(Data excerpts)
○ ○ ○
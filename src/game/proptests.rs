//! Property-based tests for the turn controller
//!
//! These tests drive the transition function with arbitrary event sequences
//! and check that the session invariants hold after every step.

use super::state::*;
use super::stats::{apply_outcome, Stats};
use super::transition::*;
use super::{Effect, Event};
use crate::question::{ProviderError, ProviderErrorKind, QuestionReply};
use proptest::prelude::*;

// ============================================================================
// Arbitrary Generators
// ============================================================================

fn arb_difficulty() -> impl Strategy<Value = Difficulty> {
    prop_oneof![
        Just(Difficulty::Easy),
        Just(Difficulty::Normal),
        Just(Difficulty::Hard),
    ]
}

fn arb_answer() -> impl Strategy<Value = Answer> {
    prop_oneof![Just(Answer::Yes), Just(Answer::No), Just(Answer::Maybe)]
}

fn arb_error_kind() -> impl Strategy<Value = ProviderErrorKind> {
    prop_oneof![
        Just(ProviderErrorKind::Configuration),
        Just(ProviderErrorKind::Transport),
        Just(ProviderErrorKind::Provider),
        Just(ProviderErrorKind::InvalidReply),
    ]
}

fn arb_outcome() -> impl Strategy<Value = Outcome> {
    prop_oneof![Just(Outcome::Won), Just(Outcome::Lost), Just(Outcome::GaveUp)]
}

fn arb_reply() -> impl Strategy<Value = QuestionReply> {
    // Mostly plain questions, some guesses, occasionally blank text
    (
        prop_oneof![
            6 => "Is it [a-z]{3,10}\\?".prop_map(String::from),
            1 => Just("  ".to_string()),
        ],
        prop::bool::weighted(0.2),
    )
        .prop_map(|(question, is_guess)| QuestionReply { question, is_guess })
}

fn arb_user_event() -> impl Strategy<Value = Event> {
    prop_oneof![
        6 => arb_answer().prop_map(|answer| Event::Answer { answer }),
        2 => any::<bool>().prop_map(|correct| Event::ConfirmGuess { correct }),
        1 => Just(Event::Undo),
        1 => Just(Event::GiveUp),
        1 => Just(Event::PlayAgain),
        1 => Just(Event::DismissError),
        1 => arb_difficulty().prop_map(|difficulty| Event::Start { difficulty }),
    ]
}

fn arb_provider_event() -> impl Strategy<Value = Event> {
    prop_oneof![
        5 => arb_reply().prop_map(|reply| Event::QuestionReceived { reply }),
        1 => ("[a-z ]{1,20}", arb_error_kind()).prop_map(|(message, kind)| {
            Event::ProviderFailed {
                error: ProviderError::new(kind, message),
            }
        }),
    ]
}

fn arb_event() -> impl Strategy<Value = Event> {
    prop_oneof![arb_user_event(), arb_provider_event()]
}

// ============================================================================
// Invariant Checkers
// ============================================================================

fn history_is_valid(state: &Session) -> bool {
    state.history.len() <= state.max_questions()
        && state
            .history
            .iter()
            .enumerate()
            .all(|(i, qa)| qa.question_number == i + 1)
}

fn effects_are_valid(effects: &[Effect], old: &Session, new: &Session) -> bool {
    let requests = effects
        .iter()
        .filter(|e| matches!(e, Effect::RequestQuestion { .. }))
        .count();
    let outcomes = effects
        .iter()
        .filter(|e| matches!(e, Effect::RecordOutcome { .. }))
        .count();

    // A provider call is made exactly when a request becomes outstanding
    let request_ok = requests == usize::from(new.is_busy() && !old.is_busy());

    // Stats are recorded exactly when a game ends
    let finished = new.status.is_terminal() && !old.status.is_terminal();
    let outcome_ok = outcomes == usize::from(finished);

    request_ok && outcome_ok && requests + outcomes <= 1
}

/// Run a sequence of events, dropping rejected ones
fn run(start: Difficulty, events: Vec<Event>) -> Vec<(Session, TransitionResult)> {
    let mut state = Session::default();
    let mut steps = Vec::new();
    let first = transition(&state, Event::Start { difficulty: start }).unwrap();
    state = first.new_state.clone();
    steps.push((Session::default(), first));

    for event in events {
        if let Ok(result) = transition(&state, event) {
            let old = std::mem::replace(&mut state, result.new_state.clone());
            steps.push((old, result));
        }
    }
    steps
}

// ============================================================================
// Property Tests
// ============================================================================

proptest! {
    #![proptest_config(ProptestConfig::with_cases(512))]

    #[test]
    fn prop_history_never_exceeds_budget(
        difficulty in arb_difficulty(),
        events in proptest::collection::vec(arb_event(), 0..120),
    ) {
        for (_, result) in run(difficulty, events) {
            prop_assert!(history_is_valid(&result.new_state));
            if let Some(PendingRequest::Answer { candidate } | PendingRequest::Undo { candidate, .. }) =
                &result.new_state.pending
            {
                prop_assert!(candidate.len() <= result.new_state.max_questions());
            }
        }
    }

    #[test]
    fn prop_effects_match_state_changes(
        difficulty in arb_difficulty(),
        events in proptest::collection::vec(arb_event(), 0..120),
    ) {
        for (old, result) in run(difficulty, events) {
            prop_assert!(
                effects_are_valid(&result.effects, &old, &result.new_state),
                "effects {:?} from {:?} to {:?}",
                result.effects,
                old.status,
                result.new_state.status
            );
        }
    }

    #[test]
    fn prop_terminal_states_are_sticky(
        difficulty in arb_difficulty(),
        events in proptest::collection::vec(arb_event(), 0..120),
    ) {
        for (old, result) in run(difficulty, events) {
            if old.status.is_terminal() {
                // Only play-again or a fresh start leave a finished game
                let left = result.new_state.status != old.status;
                prop_assert!(
                    !left
                        || result.new_state.status == GameStatus::Idle
                        || (result.new_state.status == GameStatus::Playing
                            && result.new_state.history.is_empty())
                );
                let recorded = result
                    .effects
                    .iter()
                    .any(|e| matches!(e, Effect::RecordOutcome { .. }));
                prop_assert!(!recorded, "outcome recorded after game end");
            }
        }
    }

    #[test]
    fn prop_provider_failure_never_commits(
        difficulty in arb_difficulty(),
        events in proptest::collection::vec(arb_event(), 0..120),
        error_kind in arb_error_kind(),
    ) {
        for (_, result) in run(difficulty, events) {
            let state = &result.new_state;
            if matches!(
                state.pending,
                Some(PendingRequest::Answer { .. } | PendingRequest::Undo { .. })
            ) {
                let failed = transition(
                    state,
                    Event::ProviderFailed { error: ProviderError::new(error_kind, "boom") },
                )
                .unwrap();
                prop_assert_eq!(&failed.new_state.history, &state.history);
                prop_assert_eq!(failed.new_state.status, state.status);
                prop_assert!(!failed.new_state.is_busy());
                prop_assert!(failed.new_state.error.is_some());
            }
        }
    }

    #[test]
    fn prop_busy_session_rejects_user_intents(
        difficulty in arb_difficulty(),
        events in proptest::collection::vec(arb_event(), 0..60),
        intent in arb_user_event(),
    ) {
        for (_, result) in run(difficulty, events) {
            let state = &result.new_state;
            if state.is_busy() {
                let outcome = transition(state, intent.clone());
                match intent {
                    Event::DismissError => prop_assert!(outcome.is_ok()),
                    Event::Undo if state.history.is_empty() => prop_assert!(outcome.is_ok()),
                    Event::ConfirmGuess { .. } | Event::Answer { .. } | Event::Undo
                    | Event::GiveUp | Event::PlayAgain | Event::Start { .. } => {
                        prop_assert_eq!(outcome.err(), Some(TransitionError::Busy));
                    }
                    _ => {}
                }
            }
        }
    }

    #[test]
    fn prop_stats_counters_monotonic(
        outcomes in proptest::collection::vec((arb_outcome(), 0usize..=25), 0..50),
    ) {
        let mut stats = Stats::default();
        for (outcome, count) in outcomes {
            let next = apply_outcome(&stats, outcome, count);
            prop_assert_eq!(next.games_played, stats.games_played + 1);
            prop_assert!(next.games_won >= stats.games_won);
            prop_assert!(next.games_won <= next.games_played);
            prop_assert!(next.average_questions >= 0.0 && next.average_questions <= 25.0);
            stats = next;
        }
    }
}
○ ○ ○
# EXERCISE GOAL:
Each line above needs to be output again, exactly as shown.

# ANSWER AREA:
filename src/game/proptests.rs
//! Property-based tests for the turn controller
//!
//! These tests drive the transition function with arbitrary event sequences
//! and check that the session invariants hold after every step.

use super::state::*;
use super::stats::{apply_outcome, Stats};
use super::transition::*;
use super::{Effect, Event};
use crate::question::{ProviderError, ProviderErrorKind, QuestionReply};
use proptest::prelude::*;

// ============================================================================
// Arbitrary Generators
// ============================================================================

fn arb_difficulty() -> impl Strategy<Value = Difficulty> {
    prop_oneof![
        Just(Difficulty::Easy),
        Just(Difficulty::Normal),
        Just(Difficulty::Hard),
    ]
}

fn arb_answer() -> impl Strategy<Value = Answer> {
    prop_oneof![Just(Answer::Yes), Just(Answer::No), Just(Answer::Maybe)]
}

fn arb_error_kind() -> impl Strategy<Value = ProviderErrorKind> {
    prop_oneof![
        Just(ProviderErrorKind::Configuration),
        Just(ProviderErrorKind::Transport),
        Just(ProviderErrorKind::Provider),
        Just(ProviderErrorKind::InvalidReply),
    ]
}

fn arb_outcome() -> impl Strategy<Value = Outcome> {
    prop_oneof![Just(Outcome::Won), Just(Outcome::Lost), Just(Outcome::GaveUp)]
}

fn arb_reply() -> impl Strategy<Value = QuestionReply> {
    // Mostly plain questions, some guesses, occasionally blank text
    (
        prop_oneof![
            6 => "Is it [a-z]{3,10}\\?".prop_map(String::from),
            1 => Just("  ".to_string()),
        ],
        prop::bool::weighted(0.2),
    )
        .prop_map(|(question, is_guess)| QuestionReply { question, is_guess })
}

fn arb_user_event() -> impl Strategy<Value = Event> {
    prop_oneof![
        6 => arb_answer().prop_map(|answer| Event::Answer { answer }),
        2 => any::<bool>().prop_map(|correct| Event::ConfirmGuess { correct }),
        1 => Just(Event::Undo),
        1 => Just(Event::GiveUp),
        1 => Just(Event::PlayAgain),
        1 => Just(Event::DismissError),
        1 => arb_difficulty().prop_map(|difficulty| Event::Start { difficulty }),
    ]
}

fn arb_provider_event() -> impl Strategy<Value = Event> {
    prop_oneof![
        5 => arb_reply().prop_map(|reply| Event::QuestionReceived { reply }),
        1 => ("[a-z ]{1,20}", arb_error_kind()).prop_map(|(message, kind)| {
            Event::ProviderFailed {
                error: ProviderError::new(kind, message),
            }
        }),
    ]
}

fn arb_event() -> impl Strategy<Value = Event> {
    prop_oneof![arb_user_event(), arb_provider_event()]
}

// ============================================================================
// Invariant Checkers
// ============================================================================

fn history_is_valid(state: &Session) -> bool {
    state.history.len() <= state.max_questions()
        && state
            .history
            .iter()
            .enumerate()
            .all(|(i, qa)| qa.question_number == i + 1)
}

fn effects_are_valid(effects: &[Effect], old: &Session, new: &Session) -> bool {
    let requests = effects
        .iter()
        .filter(|e| matches!(e, Effect::RequestQuestion { .. }))
        .count();
    let outcomes = effects
        .iter()
        .filter(|e| matches!(e, Effect::RecordOutcome { .. }))
        .count();

    // A provider call is made exactly when a request becomes outstanding
    let request_ok = requests == usize::from(new.is_busy() && !old.is_busy());

    // Stats are recorded exactly when a game ends
    let finished = new.status.is_terminal() && !old.status.is_terminal();
    let outcome_ok = outcomes == usize::from(finished);

    request_ok && outcome_ok && requests + outcomes <= 1
}

/// Run a sequence of events, dropping rejected ones
fn run(start: Difficulty, events: Vec<Event>) -> Vec<(Session, TransitionResult)> {
    let mut state = Session::default();
    let mut steps = Vec::new();
    let first = transition(&state, Event::Start { difficulty: start }).unwrap();
    state = first.new_state.clone();
    steps.push((Session::default(), first));

    for event in events {
        if let Ok(result) = transition(&state, event) {
            let old = std::mem::replace(&mut state, result.new_state.clone());
            steps.push((old, result));
        }
    }
    steps
}

// ============================================================================
// Property Tests
// ============================================================================

proptest! {
    #![proptest_config(ProptestConfig::with_cases(512))]

    #[test]
    fn prop_history_never_exceeds_budget(
        difficulty in arb_difficulty(),
        events in proptest::collection::vec(arb_event(), 0..120),
    ) {
        for (_, result) in run(difficulty, events) {
            prop_assert!(history_is_valid(&result.new_state));
            if let Some(PendingRequest::Answer { candidate } | PendingRequest::Undo { candidate, .. }) =
                &result.new_state.pending
            {
                prop_assert!(candidate.len() <= result.new_state.max_questions());
            }
        }
    }

    #[test]
    fn prop_effects_match_state_changes(
        difficulty in arb_difficulty(),
        events in proptest::collection::vec(arb_event(), 0..120),
    ) {
        for (old, result) in run(difficulty, events) {
            prop_assert!(
                effects_are_valid(&result.effects, &old, &result.new_state),
                "effects {:?} from {:?} to {:?}",
                result.effects,
                old.status,
                result.new_state.status
            );
        }
    }

    #[test]
    fn prop_terminal_states_are_sticky(
        difficulty in arb_difficulty(),
        events in proptest::collection::vec(arb_event(), 0..120),
    ) {
        for (old, result) in run(difficulty, events) {
            if old.status.is_terminal() {
                // Only play-again or a fresh start leave a finished game
                let left = result.new_state.status != old.status;
                prop_assert!(
                    !left
                        || result.new_state.status == GameStatus::Idle
                        || (result.new_state.status == GameStatus::Playing
                            && result.new_state.history.is_empty())
                );
                let recorded = result
                    .effects
                    .iter()
                    .any(|e| matches!(e, Effect::RecordOutcome { .. }));
                prop_assert!(!recorded, "outcome recorded after game end");
            }
        }
    }

    #[test]
    fn prop_provider_failure_never_commits(
        difficulty in arb_difficulty(),
        events in proptest::collection::vec(arb_event(), 0..120),
        error_kind in arb_error_kind(),
    ) {
        for (_, result) in run(difficulty, events) {
            let state = &result.new_state;
            if matches!(
                state.pending,
                Some(PendingRequest::Answer { .. } | PendingRequest::Undo { .. })
            ) {
                let failed = transition(
                    state,
                    Event::ProviderFailed { error: ProviderError::new(error_kind, "boom") },
                )
                .unwrap();
                prop_assert_eq!(&failed.new_state.history, &state.history);
                prop_assert_eq!(failed.new_state.status, state.status);
                prop_assert!(!failed.new_state.is_busy());
                prop_assert!(failed.new_state.error.is_some());
            }
        }
    }

    #[test]
    fn prop_busy_session_rejects_user_intents(
        difficulty in arb_difficulty(),
        events in proptest::collection::vec(arb_event(), 0..60),
        intent in arb_user_event(),
    ) {
        for (_, result) in run(difficulty, events) {
            let state = &result.new_state;
            if state.is_busy() {
                let outcome = transition(state, intent.clone());
                match intent {
                    Event::DismissError => prop_assert!(outcome.is_ok()),
                    Event::Undo if state.history.is_empty() => prop_assert!(outcome.is_ok()),
                    Event::ConfirmGuess { .. } | Event::Answer { .. } | Event::Undo
                    | Event::GiveUp | Event::PlayAgain | Event::Start { .. } => {
                        prop_assert_eq!(outcome.err(), Some(TransitionError::Busy));
                    }
                    _ => {}
                }
            }
        }
    }

    #[test]
    fn prop_stats_counters_monotonic(
        outcomes in proptest::collection::vec((arb_outcome(), 0usize..=25), 0..50),
    ) {
        let mut stats = Stats::default();
        for (outcome, count) in outcomes {
            let next = apply_outcome(&stats, outcome, count);
            prop_assert_eq!(next.games_played, stats.games_played + 1);
            prop_assert!(next.games_won >= stats.games_won);
            prop_assert!(next.games_won <= next.games_played);
            prop_assert!(next.average_questions >= 0.0 && next.average_questions <= 25.0);
            stats = next;
        }
    }
}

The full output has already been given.